Before you start dragging hoses or fire up that automated irrigation system, keep a few things in mind.

Newly-planted trees, shrubs and lawns and vegetable gardens will need the most help during hot and dry periods. Well-established trees and shrubs should be able to make it through a “normal” summer – however you define “normal” – without a lot of irrigation help. Just remember to water thoroughly and deeply each time and wait for slight signs of stress to time your next watering.

The most common reason that new trees and shrubs fail in the landscape is not getting adequate water. That doesn’t mean you should leave the water on 24/7 and float the poor tree out of the ground, but thorough waterings several times a week are in order as it becomes established. Watch the newest growth for slight wilting if you’re not sure how often to water. Short-term wilting won’t ruin the plant.

If you’re trying to manage a newly-sodded lawn, things are a bit different. Immediately after laying the sod, water lightly several times during the warmest part of the day. For instance, you might set up your irrigation system to water at 11:00 a.m., 1:00 p.m. and 3:00 p.m. to help the rootless grass stay hydrated. Since you don’t have a significant root system yet, deep watering is a waste. You just want to keep the top two inches or so moist. Follow that schedule during the first week after laying the new sod. As the grass “tacks down” or begins to root, reduce the number of waterings but add more time to each so that the soil is wetted more deeply. After three weeks or so you can go back to infrequent, thorough waterings based on visible signs of stress from the grass.

You often hear rules-of-thumb that suggest adding 1 to 1 ½ inches of water every 5 to 7 rainless days. Rules-of-thumb are inherently flawed but sometimes it’s all we have. One question we get a lot is, “How long does it take to apply 1 inch of water?”  The definitive answer is, “It depends.”  It depends on your water supply and the type of equipment you are using. The solution is a tuna can. Place empty tuna cans around the area and run the irrigation. Since the height of a tuna can is about 1 inch, the time it takes to fill the can will tell you how long you need to run the system.

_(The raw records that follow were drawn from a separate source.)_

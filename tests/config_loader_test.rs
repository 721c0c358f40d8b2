//! 配置加载集成测试

use std::fs;
use std::path::PathBuf;

use cysafe::config::{AppConfig, ConfigLoader, CountThresholds};
use cysafe::errors::ConfigError;
use cysafe::scan::RiskClassifier;
use cysafe::types::{AggregatedResult, RiskLevel, ScanTarget};
use tempfile::TempDir;

fn write_config(dir: &TempDir, contents: &str) -> PathBuf {
    let path = dir.path().join("cysafe.toml");
    fs::write(&path, contents).unwrap();
    path
}

/// 测试从文件加载完整配置
#[test]
fn test_load_explicit_file() {
    let dir = TempDir::new().unwrap();
    let path = write_config(
        &dir,
        r#"
[scan]
outer_deadline_secs = 45
display_limit = 10
offline = true
cache_capacity = 0

[thresholds.url]
malicious = 12
phishing = 0
suspicious = 3

[providers.hybrid_analysis]
enabled = false
timeout_secs = 20

[logging]
level = "debug"
format = "compact"
"#,
    );

    let config = ConfigLoader::new().load_from_file(&path).unwrap();

    assert_eq!(config.scan.outer_deadline_secs, 45);
    assert_eq!(config.scan.display_limit, 10);
    assert_eq!(config.scan.cache_capacity, 0);
    assert!(!config.providers.hybrid_analysis.enabled);
    assert_eq!(config.providers.hybrid_analysis.timeout_secs, 20);
    assert!(config.providers.virustotal.enabled);
    assert_eq!(config.logging.format, "compact");

    // 0 关闭 phishing 档位，未写的 file 阈值保持默认
    assert_eq!(
        config.thresholds.url,
        CountThresholds {
            malicious: Some(12),
            phishing: None,
            suspicious: Some(3),
        }
    );
    assert_eq!(config.thresholds.file, CountThresholds::file_defaults());

    println!("✅ 配置文件加载测试通过");
}

/// 自定义阈值改变分类结果
#[test]
fn test_thresholds_drive_classification() {
    let dir = TempDir::new().unwrap();
    let path = write_config(
        &dir,
        r#"
[thresholds.url]
malicious = 4
phishing = 0
suspicious = 1
"#,
    );
    let config = ConfigLoader::new().load_from_file(&path).unwrap();
    let classifier = RiskClassifier::new(config.thresholds);

    let aggregated = |positives: u32| AggregatedResult {
        target: ScanTarget::url("https://example.com/").unwrap(),
        positives,
        total: 30,
        records: Vec::new(),
        categories: Default::default(),
        provider_results: Vec::new(),
    };

    assert_eq!(classifier.classify(&aggregated(0)).risk_level, RiskLevel::Safe);
    assert_eq!(classifier.classify(&aggregated(2)).risk_level, RiskLevel::Suspicious);
    assert_eq!(classifier.classify(&aggregated(4)).risk_level, RiskLevel::Malicious);

    let defaults = RiskClassifier::default();
    assert_eq!(defaults.classify(&aggregated(4)).risk_level, RiskLevel::Suspicious);

    println!("✅ 阈值分类测试通过");
}

/// 测试非法配置被拒绝
#[test]
fn test_invalid_config_rejected() {
    let dir = TempDir::new().unwrap();
    let loader = ConfigLoader::new();

    let unordered = write_config(
        &dir,
        r#"
[thresholds.file]
malicious = 2
suspicious = 5
"#,
    );
    assert!(matches!(
        loader.load_from_file(&unordered),
        Err(ConfigError::InvalidValue { .. })
    ));

    let slow_provider = write_config(
        &dir,
        r#"
[scan]
outer_deadline_secs = 10

[providers.virustotal]
timeout_secs = 30
"#,
    );
    match loader.load_from_file(&slow_provider) {
        Err(ConfigError::InvalidValue { field, .. }) => {
            assert_eq!(field, "providers.virustotal.timeout_secs");
        }
        other => panic!("expected InvalidValue, got {:?}", other.map(|_| ())),
    }

    let bad_format = write_config(
        &dir,
        r#"
[logging]
format = "xml"
"#,
    );
    assert!(loader.load_from_file(&bad_format).is_err());

    let broken = write_config(&dir, "[scan\ndisplay_limit = ");
    assert!(matches!(
        loader.load_from_file(&broken),
        Err(ConfigError::TomlParse(_, _))
    ));

    println!("✅ 非法配置测试通过");
}

/// 用户目录下没有配置文件时使用默认值
#[test]
fn test_missing_user_config_falls_back_to_defaults() {
    let dir = TempDir::new().unwrap();
    let config = AppConfig::load_with_base_path(dir.path().to_path_buf()).unwrap();
    let defaults = AppConfig::default();

    assert_eq!(config.scan.outer_deadline_secs, defaults.scan.outer_deadline_secs);
    assert_eq!(config.thresholds, defaults.thresholds);

    println!("✅ 默认配置测试通过");
}

/// 用户目录下的配置文件被自动读取
#[test]
fn test_user_config_in_base_path() {
    let dir = TempDir::new().unwrap();
    let loader = ConfigLoader::with_base_path(dir.path().to_path_buf());
    let path = loader.config_path();
    fs::create_dir_all(path.parent().unwrap()).unwrap();
    fs::write(&path, "[scan]\ndisplay_limit = 5\n").unwrap();

    let config = loader.load_config().unwrap();
    assert_eq!(config.scan.display_limit, 5);

    println!("✅ 用户配置目录测试通过");
}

If you have an automated irrigation system, consider adding a “rain check” device that will interrupt what’s been programmed into the controller when there has been adequate rainfall. These simple devices are great for saving water when you’re away. Wouldn’t it be great if we didn’t have to see irrigation systems running in the middle of a summer deluge? Rain checks are available at any store that sells irrigation supplies.